Professor Strugnell is part of a research taskforce working with the Murdoch Children’s Research Institute and the Fiji Ministry of Health and Medical Services that’s trying to work out why case numbers have risen so dramatically.
“The disease has a very strange epidemiology. If you test Fijians blind to their ethnicity, the serological footprint of disease is the same,” explains Professor Strugnell.
“However, when you look at the clinical records, it’s only the iTaukei Fijians who are presenting with the disease. There’s an anomaly we don’t understand.”
Through the collection of isolates, University of Melbourne researcher, Dr Mark Davies, has conducted genomic analysis of the bacteria collected by the Typhoid Taskforce and found two major strains.
“We’ve now got quite a complex picture of how the disease is being transmitted and we’re not seeing much antibiotic resistance, which is the good thing,” says Professor Strugnell.
“There’s a global strain circulating that’s becoming increasingly resistant to commonly used antibiotics.”

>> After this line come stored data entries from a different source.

//! CSV map report.
//!
//! Creates two files in the configured report directory:
//! - `capitals.csv` — one row per country: id and capital point.
//! - `borders.csv`  — one row per directed adjacency: source, neighbour,
//!   and the direct hop cost between their capitals.
//!
//! The report is a read-only view over the capital graph; it never feeds
//! back into pricing.

use std::fs::File;
use std::path::Path;

use csv::Writer;

use sg_core::CountryId;
use sg_route::CapitalGraph;

use crate::ReportResult;

/// Writes the capital graph to two CSV files.
pub struct MapReportWriter {
    capitals: Writer<File>,
    borders: Writer<File>,
    finished: bool,
}

impl MapReportWriter {
    /// Open (or create) the two CSV files in `dir` and write the header rows.
    pub fn new(dir: &Path) -> ReportResult<Self> {
        let mut capitals = Writer::from_path(dir.join("capitals.csv"))?;
        capitals.write_record(["country", "x", "y"])?;

        let mut borders = Writer::from_path(dir.join("borders.csv"))?;
        borders.write_record(["country", "neighbour", "distance"])?;

        Ok(Self { capitals, borders, finished: false })
    }

    /// Emit one capital row per country and one border row per directed
    /// adjacency edge.
    pub fn write_graph(&mut self, graph: &CapitalGraph) -> ReportResult<()> {
        for c in 0..graph.country_count() {
            let country = CountryId(c as u16);
            let capital = graph.capital(country);
            self.capitals.write_record(&[
                country.0.to_string(),
                capital.x.to_string(),
                capital.y.to_string(),
            ])?;
            for &neighbour in graph.neighbours(country) {
                self.borders.write_record(&[
                    country.0.to_string(),
                    neighbour.0.to_string(),
                    graph.edge_cost(country, neighbour).to_string(),
                ])?;
            }
        }
        Ok(())
    }

    /// Flush both files.  Idempotent.
    pub fn finish(&mut self) -> ReportResult<()> {
        if self.finished {
            return Ok(());
        }
        self.finished = true;
        self.capitals.flush()?;
        self.borders.flush()?;
        Ok(())
    }
}
//! solargrid — batch pricing and ray tracing over a partitioned world grid.
//!
//! Two subcommands, both pure batch: read a scenario file, compute, write
//! the result file.  `price` also optionally emits the CSV map report
//! (capitals and borders of the capital graph) for inspection.
//!
//! Log verbosity is controlled via `RUST_LOG` (e.g. `RUST_LOG=sg_pricing=debug`).

use std::path::{Path, PathBuf};
use std::time::Instant;

use anyhow::{Context, Result};
use clap::{Parser, Subcommand};
use tracing::info;

use sg_io::{
    MapReportWriter, read_rays_file, read_scenario_file, write_costs_file, write_traces_file,
};
use sg_pricing::price_panels;

// ── CLI definition ────────────────────────────────────────────────────────────

#[derive(Parser)]
#[command(name = "solargrid", version, about)]
struct Cli {
    #[command(subcommand)]
    command: Command,
}

#[derive(Subcommand)]
enum Command {
    /// Price every panel against every country's capital.
    Price {
        /// Scenario input file.
        #[arg(short, long)]
        input: PathBuf,

        /// Output file (defaults to `<input>.out`).
        #[arg(short, long)]
        output: Option<PathBuf>,

        /// Directory for the CSV map report (capitals.csv, borders.csv).
        #[arg(long)]
        report_dir: Option<PathBuf>,
    },
    /// Trace rays across the grid and list the cells each one crosses.
    Trace {
        /// Ray scenario input file.
        #[arg(short, long)]
        input: PathBuf,

        /// Output file (defaults to `<input>.out`).
        #[arg(short, long)]
        output: Option<PathBuf>,
    },
}

/// `<input>.out` beside the input file, unless overridden.
fn output_path(input: &Path, output: Option<PathBuf>) -> PathBuf {
    output.unwrap_or_else(|| {
        let mut path = input.as_os_str().to_owned();
        path.push(".out");
        PathBuf::from(path)
    })
}

// ── Subcommands ───────────────────────────────────────────────────────────────

fn run_price(input: &Path, output: &Path, report_dir: Option<&Path>) -> Result<()> {
    let scenario = read_scenario_file(input)
        .with_context(|| format!("reading scenario {}", input.display()))?;
    info!(
        rows = scenario.grid.rows(),
        cols = scenario.grid.cols(),
        countries = scenario.grid.country_count(),
        panels = scenario.panels.len(),
        "scenario loaded"
    );

    let t0 = Instant::now();
    let run = price_panels(&scenario.grid, &scenario.panels)?;
    info!(elapsed_ms = t0.elapsed().as_millis() as u64, "pricing pass done");

    write_costs_file(output, &run.costs)
        .with_context(|| format!("writing costs to {}", output.display()))?;

    if let Some(dir) = report_dir {
        std::fs::create_dir_all(dir)
            .with_context(|| format!("creating report dir {}", dir.display()))?;
        let mut report = MapReportWriter::new(dir)?;
        report.write_graph(&run.graph)?;
        report.finish()?;
        info!(dir = %dir.display(), "map report written");
    }

    Ok(())
}

fn run_trace(input: &Path, output: &Path) -> Result<()> {
    let scenario =
        read_rays_file(input).with_context(|| format!("reading rays {}", input.display()))?;
    info!(rays = scenario.rays.len(), "ray scenario loaded");

    let traces: Vec<_> = scenario
        .rays
        .iter()
        .map(|ray| ray.cells(scenario.max_x, scenario.max_y))
        .collect();

    write_traces_file(output, &traces)
        .with_context(|| format!("writing traces to {}", output.display()))?;
    Ok(())
}

// ── main ──────────────────────────────────────────────────────────────────────

fn main() -> Result<()> {
    tracing_subscriber::fmt()
        .with_env_filter(tracing_subscriber::EnvFilter::from_default_env())
        .init();

    let cli = Cli::parse();
    match cli.command {
        Command::Price { input, output, report_dir } => {
            let output = output_path(&input, output);
            run_price(&input, &output, report_dir.as_deref())
        }
        Command::Trace { input, output } => {
            let output = output_path(&input, output);
            run_trace(&input, &output)
        }
    }
}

Most recently, the focus of the Taskforce has been on understanding local transmission, the role of the environment in transmission and hot spots of disease.
This work is being conducted by University of Melbourne PhD candidate, Dr Aneley Getahun, in collaboration with staff of the Fiji Ministry of Health and Medical Services. Dr Getahun is a public health physician.
One of her roles is to visit the households of typhoid patients identified in hospitals to understand the risk factors associated with the disease. “We see a lot of people who live with very limited resources where there is overcrowding and poor sanitation,” says Dr Getahun.
Professor Strugnell says the biggest opportunity to reduce numbers of typhoid cases in Fiji is to implement a new vaccine.
“The Typhoid Taskforce is working with the International Vaccine Institute in Seoul to implement a new vaccine approved by the World Health Organization, called the typhoid conjugate vaccine. Ideally, we’ll endeavour to vaccinate everyone on Vanua Levu and then study the impact on the disease as a means of trying to eradicate it.”